- **Work to be completed**
Could you copy out every line of the data where the word "logging" occurs?

- **Collected data entries**
//! Tracing/logging initialization.
//!
//! Filtering follows `RUST_LOG` (default `info`). Output is JSON lines unless
//! a human-readable format is asked for.

use tracing_subscriber::EnvFilter;

pub const LOG_FORMAT_VAR: &str = "LEDGERGATE_LOG_FORMAT";

#[derive(Debug, Copy, Clone, Default, PartialEq, Eq)]
pub enum LogFormat {
    #[default]
    Json,
    Pretty,
}

impl LogFormat {
    /// `json` or `pretty`, case-insensitive. Anything else is `None`.
    pub fn parse(raw: &str) -> Option<Self> {
        match raw.trim().to_ascii_lowercase().as_str() {
            "json" => Some(Self::Json),
            "pretty" | "text" => Some(Self::Pretty),
            _ => None,
        }
    }
}

/// Initialize tracing/logging for the process.
///
/// Safe to call multiple times (subsequent calls are no-ops).
pub fn init(format: LogFormat) {
    let filter = EnvFilter::try_from_default_env().unwrap_or_else(|_| EnvFilter::new("info"));
    let builder = tracing_subscriber::fmt()
        .with_env_filter(filter)
        .with_timer(tracing_subscriber::fmt::time::SystemTime)
        .with_target(false);

    let _ = match format {
        LogFormat::Json => builder.json().try_init(),
        LogFormat::Pretty => builder.pretty().try_init(),
    };
}

#[cfg(test)]
mod tests {
    use super::*;

    #[test]
    fn parses_known_formats() {
        assert_eq!(LogFormat::parse("JSON"), Some(LogFormat::Json));
        assert_eq!(LogFormat::parse(" pretty "), Some(LogFormat::Pretty));
        assert_eq!(LogFormat::parse("xml"), None);
        assert_eq!(LogFormat::default(), LogFormat::Json);
    }

    #[test]
    fn init_twice_is_harmless() {
        init(LogFormat::Json);
        init(LogFormat::Pretty);
        ::tracing::info!("still alive");
    }
}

- **Answer**
//! Tracing/logging initialization.
/// Initialize tracing/logging for the process.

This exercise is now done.